What are the downsides?

  • This is a new library, presumably has bugs, and has not yet been made compatible with older browsers (although doing so should be straightforward).

  • The database created is read only. It would be relatively straightforward to allow updates, additions, and deletions, but these operations would not necessarily be fast and, as it would be necessary to invalidate caches, the performance gains for reads would evaporate if reads and writes were interleaved. Put simply, this is not the intended use case.

  • Indexing takes time. Not much time, and it only happens once, of course, but it is doubtless an unacceptable amount for some applications. That said, I have not yet made any attempt to optimize indexing, and there is some very low hanging fruit.

  • The performance gains are substantial - detailed benchmarks to come - when using a QueryTemplate to support incrementally adjusted queries. But, when using the library to make a series of ad hoc or otherwise unrelated queries, there is a great deal of variance in performance: In some cases, using the library will result in enormous improvements but, in others, overhead related to merging query results results in worse performance than that provided by a well-crafted filter.

##TODO

###Core performance

  • Go back to returning iterators instead of arrays. Even if the entire result set is always used, it looks like this can provide 5-10x speed ups on large data sets simply by reducing allocation and garbage collection.

  • Calculate enter/exit/update (added/removed/same) within Collection.where rather than inside of web apps.

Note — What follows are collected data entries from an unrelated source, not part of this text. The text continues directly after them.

//! Technical indicators and entry/exit rule evaluation.
//!
//! Indicators are computed over the close series; a rule evaluated on day
//! `t` only ever reads indicator state through day `t-1`, so no trade can
//! see the bar it executes on. Symbols whose exit rule has fired are gated
//! out of the target weights until their entry rules fire again.

use std::collections::BTreeMap;

use sim_core::{RuleOp, SignalConfig, SignalKind, StrategyConfig};

/// Simple moving average; `None` until the window fills.
pub fn sma(values: &[f64], period: usize) -> Vec<Option<f64>> {
    let mut out = vec![None; values.len()];
    if period == 0 || values.len() < period {
        return out;
    }
    let mut sum: f64 = values[..period].iter().sum();
    out[period - 1] = Some(sum / period as f64);
    for i in period..values.len() {
        sum += values[i] - values[i - period];
        out[i] = Some(sum / period as f64);
    }
    out
}

/// Exponential moving average seeded with the SMA of the first window.
pub fn ema(values: &[f64], period: usize) -> Vec<Option<f64>> {
    let mut out = vec![None; values.len()];
    if period == 0 || values.len() < period {
        return out;
    }
    let alpha = 2.0 / (period as f64 + 1.0);
    let seed: f64 = values[..period].iter().sum::<f64>() / period as f64;
    let mut current = seed;
    out[period - 1] = Some(current);
    for i in period..values.len() {
        current = alpha * values[i] + (1.0 - alpha) * current;
        out[i] = Some(current);
    }
    out
}

/// RSI over simple rolling means of gains and losses.
pub fn rsi(values: &[f64], period: usize) -> Vec<Option<f64>> {
    let mut out = vec![None; values.len()];
    if period == 0 || values.len() <= period {
        return out;
    }
    let deltas: Vec<f64> = values.windows(2).map(|w| w[1] - w[0]).collect();
    for i in period..=deltas.len() {
        let window = &deltas[i - period..i];
        let gain: f64 = window.iter().filter(|d| **d > 0.0).sum::<f64>() / period as f64;
        let loss: f64 = -window.iter().filter(|d| **d < 0.0).sum::<f64>() / period as f64;
        let value = if loss == 0.0 {
            100.0
        } else {
            100.0 - 100.0 / (1.0 + gain / loss)
        };
        // deltas[i-1] is the move into values[i].
        out[i] = Some(value);
    }
    out
}

/// MACD line, signal line, and histogram.
pub fn macd(
    values: &[f64],
    fast: usize,
    slow: usize,
    signal: usize,
) -> (Vec<Option<f64>>, Vec<Option<f64>>, Vec<Option<f64>>) {
    let ema_fast = ema(values, fast);
    let ema_slow = ema(values, slow);
    let line: Vec<Option<f64>> = ema_fast
        .iter()
        .zip(ema_slow.iter())
        .map(|(f, s)| match (f, s) {
            (Some(f), Some(s)) => Some(f - s),
            _ => None,
        })
        .collect();

    // The signal line is an EMA of the defined stretch of the MACD line.
    let defined: Vec<f64> = line.iter().flatten().copied().collect();
    let offset = line.len() - defined.len();
    let signal_defined = ema(&defined, signal);
    let mut signal_line = vec![None; offset];
    signal_line.extend(signal_defined);

    let histogram: Vec<Option<f64>> = line
        .iter()
        .zip(signal_line.iter())
        .map(|(m, s)| match (m, s) {
            (Some(m), Some(s)) => Some(m - s),
            _ => None,
        })
        .collect();
    (line, signal_line, histogram)
}

/// Return over `lookback - skip` periods (the classic 12-1 momentum when
/// called with 252 and 21).
pub fn momentum(values: &[f64], lookback: usize, skip: usize) -> Vec<Option<f64>> {
    let span = lookback.saturating_sub(skip);
    let mut out = vec![None; values.len()];
    if span == 0 {
        return out;
    }
    for i in span..values.len() {
        if values[i - span] != 0.0 {
            out[i] = Some(values[i] / values[i - span] - 1.0);
        }
    }
    out
}

/// Bollinger bands: (upper, middle, lower).
pub fn bollinger(
    values: &[f64],
    period: usize,
    std_devs: f64,
) -> (Vec<Option<f64>>, Vec<Option<f64>>, Vec<Option<f64>>) {
    let middle = sma(values, period);
    let mut upper = vec![None; values.len()];
    let mut lower = vec![None; values.len()];
    for i in 0..values.len() {
        if let Some(m) = middle[i] {
            let window = &values[i + 1 - period..=i];
            let variance =
                window.iter().map(|v| (v - m).powi(2)).sum::<f64>() / period as f64;
            let band = variance.sqrt() * std_devs;
            upper[i] = Some(m + band);
            lower[i] = Some(m - band);
        }
    }
    (upper, middle, lower)
}

/// Rolling maximum over the trailing `window` values, inclusive.
pub fn rolling_max(values: &[f64], window: usize) -> Vec<Option<f64>> {
    let mut out = vec![None; values.len()];
    if window == 0 || values.len() < window {
        return out;
    }
    for i in window - 1..values.len() {
        out[i] = values[i + 1 - window..=i]
            .iter()
            .copied()
            .reduce(f64::max);
    }
    out
}

/// Boolean state series of one configured signal over a close series.
fn signal_state(config: &SignalConfig, closes: &[f64]) -> Vec<Option<bool>> {
    let param = |name: &str, default: f64| -> f64 {
        config.params.get(name).copied().unwrap_or(default)
    };
    let combine = |a: &[Option<f64>], b: &[Option<f64>]| -> Vec<Option<bool>> {
        a.iter()
            .zip(b.iter())
            .map(|(x, y)| match (x, y) {
                (Some(x), Some(y)) => Some(x > y),
                _ => None,
            })
            .collect()
    };

    match config.kind {
        SignalKind::SmaCross => {
            let fast = sma(closes, param("fast", 50.0) as usize);
            let slow = sma(closes, param("slow", 200.0) as usize);
            combine(&fast, &slow)
        }
        SignalKind::EmaCross => {
            let fast = ema(closes, param("fast", 12.0) as usize);
            let slow = ema(closes, param("slow", 26.0) as usize);
            combine(&fast, &slow)
        }
        SignalKind::Rsi => {
            let threshold = param("threshold", 30.0);
            rsi(closes, param("period", 14.0) as usize)
                .iter()
                .map(|v| v.map(|v| v > threshold))
                .collect()
        }
        SignalKind::Macd => {
            let (line, signal_line, _) = macd(
                closes,
                param("fast", 12.0) as usize,
                param("slow", 26.0) as usize,
                param("signal", 9.0) as usize,
            );
            combine(&line, &signal_line)
        }
        SignalKind::Momentum => momentum(
            closes,
            param("lookback", 252.0) as usize,
            param("skip", 21.0) as usize,
        )
        .iter()
        .map(|v| v.map(|v| v > 0.0))
        .collect(),
        SignalKind::Bollinger => {
            let (upper, _, _) = bollinger(
                closes,
                param("period", 20.0) as usize,
                param("std_dev", 2.0),
            );
            upper
                .iter()
                .zip(closes.iter())
                .map(|(u, c)| u.map(|u| *c > u))
                .collect()
        }
        SignalKind::Breakout52w => {
            let high = rolling_max(closes, param("window", 252.0) as usize);
            high.iter()
                .zip(closes.iter())
                .map(|(h, c)| h.map(|h| *c >= h))
                .collect()
        }
    }
}

/// Whether a rule fires on day `t`, reading only state through `t-1`.
fn rule_fires(op: RuleOp, states: &[Option<bool>], t: usize) -> bool {
    let at = |i: usize| states.get(i).copied().flatten();
    let yesterday = if t >= 1 { at(t - 1) } else { None };
    let before = if t >= 2 { at(t - 2) } else { None };
    match op {
        RuleOp::Above => yesterday == Some(true),
        RuleOp::Below => yesterday == Some(false),
        RuleOp::CrossUp => yesterday == Some(true) && before == Some(false),
        RuleOp::CrossDown => yesterday == Some(false) && before == Some(true),
    }
}

/// Pre-computed per-symbol eligibility over the trading-day sequence.
pub struct SignalEngine {
    eligibility: BTreeMap<String, Vec<bool>>,
    gated: bool,
}

impl SignalEngine {
    /// Build eligibility series from the configured signals and rules.
    /// `closes_by_symbol` must be aligned with the trading-day sequence.
    pub fn build(config: &StrategyConfig, closes_by_symbol: &BTreeMap<String, Vec<f64>>) -> Self {
        let gated = !(config.rules.entry.is_empty() && config.rules.exit.is_empty());
        if !gated {
            return Self {
                eligibility: BTreeMap::new(),
                gated,
            };
        }

        let mut eligibility = BTreeMap::new();
        for (symbol, closes) in closes_by_symbol {
            let states: BTreeMap<&str, Vec<Option<bool>>> = config
                .signals
                .iter()
                .map(|s| (s.id.as_str(), signal_state(s, closes)))
                .collect();

            let has_entry = !config.rules.entry.is_empty();
            let mut in_market = !has_entry;
            let mut series = Vec::with_capacity(closes.len());
            for t in 0..closes.len() {
                if in_market {
                    let exited = config
                        .rules
                        .exit
                        .iter()
                        .any(|r| states.get(r.signal.as_str()).is_some_and(|s| {
                            rule_fires(r.op, s, t)
                        }));
                    if exited {
                        in_market = false;
                    }
                } else if has_entry {
                    let entered = config
                        .rules
                        .entry
                        .iter()
                        .all(|r| states.get(r.signal.as_str()).is_some_and(|s| {
                            rule_fires(r.op, s, t)
                        }));
                    if entered {
                        in_market = true;
                    }
                }
                series.push(in_market);
            }
            eligibility.insert(symbol.clone(), series);
        }

        Self { eligibility, gated }
    }

    /// Whether any rules gate the targets at all.
    pub fn is_gated(&self) -> bool {
        self.gated
    }

    /// Whether `symbol` may be held on trading day `day_idx`.
    pub fn eligible(&self, symbol: &str, day_idx: usize) -> bool {
        if !self.gated {
            return true;
        }
        self.eligibility
            .get(symbol)
            .and_then(|series| series.get(day_idx).copied())
            .unwrap_or(true)
    }

    /// Target weights with ineligible symbols zeroed and the remainder
    /// renormalized. All-ineligible days go to cash.
    pub fn gate_targets(
        &self,
        targets: &BTreeMap<String, f64>,
        day_idx: usize,
    ) -> BTreeMap<String, f64> {
        if !self.gated {
            return targets.clone();
        }
        let live: f64 = targets
            .iter()
            .filter(|(symbol, _)| self.eligible(symbol, day_idx))
            .map(|(_, w)| *w)
            .sum();
        targets
            .iter()
            .map(|(symbol, weight)| {
                let gated = if live > 0.0 && self.eligible(symbol, day_idx) {
                    weight / live
                } else {
                    0.0
                };
                (symbol.clone(), gated)
            })
            .collect()
    }
}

This is necessary if returning iterators, and it will allow optimizing this there to take advantage of what is produced by the indexes.

  • TextIndex should cache the last query result and diff strings to take advantage; massive performance improvement for little effort.

  • The series of unions made in CategoryIndex.select/any results in lots of unnecessary allocations.

  • Figure out whether it would make sense to do k-way merges instead of reducing over union all over the place.

  • Experiment with the trade off between doing set operations on unsorted arrays vs having to sometimes sort arrays before calling them.

###Miscellaneous features

  • A query against DateIndex should be made in terms of JavaScript Date objects even if the underlying data has a different format.

  • Think through the place of Codebook and whether that functionality would better be provided in way similar to converterToNumber.

  • Add lessThan and greaterThan to NumberIndex.select.

  • Add a difference operator to Collection and QueryTemplate.

  • Refine TextIndex's autoCompleteSearch deals with the prefix/exact search distinction; probably, a space at the end of the string should mean an exact search, but think through how to make this work with tokenization.

  • Fix or replace the stop words lists to get rid of encoding issue.

  • Reconsider query chaining and whether indexes should return indexes.

###Clean up

  • Make the use of require less messy.

  • Update test suite so that it actually covers everything. Package up the quickcheck-style test of NumberIndex.

  • Package properly for use in node.

  • Add more error messages, including when invalid keywords are used in where clauses.

  • "use strict"

  • Add shims and make compatible with older browsers.

  • There are some arrays produced during indexing that are left around for no good reason; delete.

  • More generally, clean up the indexing code and hit the low hanging performance problems.

  • Finish documentation. Re making new indexes, show how to create a categorical index that spans multiple columns, a trivial spatial search (using multiple numerical indices), and wrapping an external library.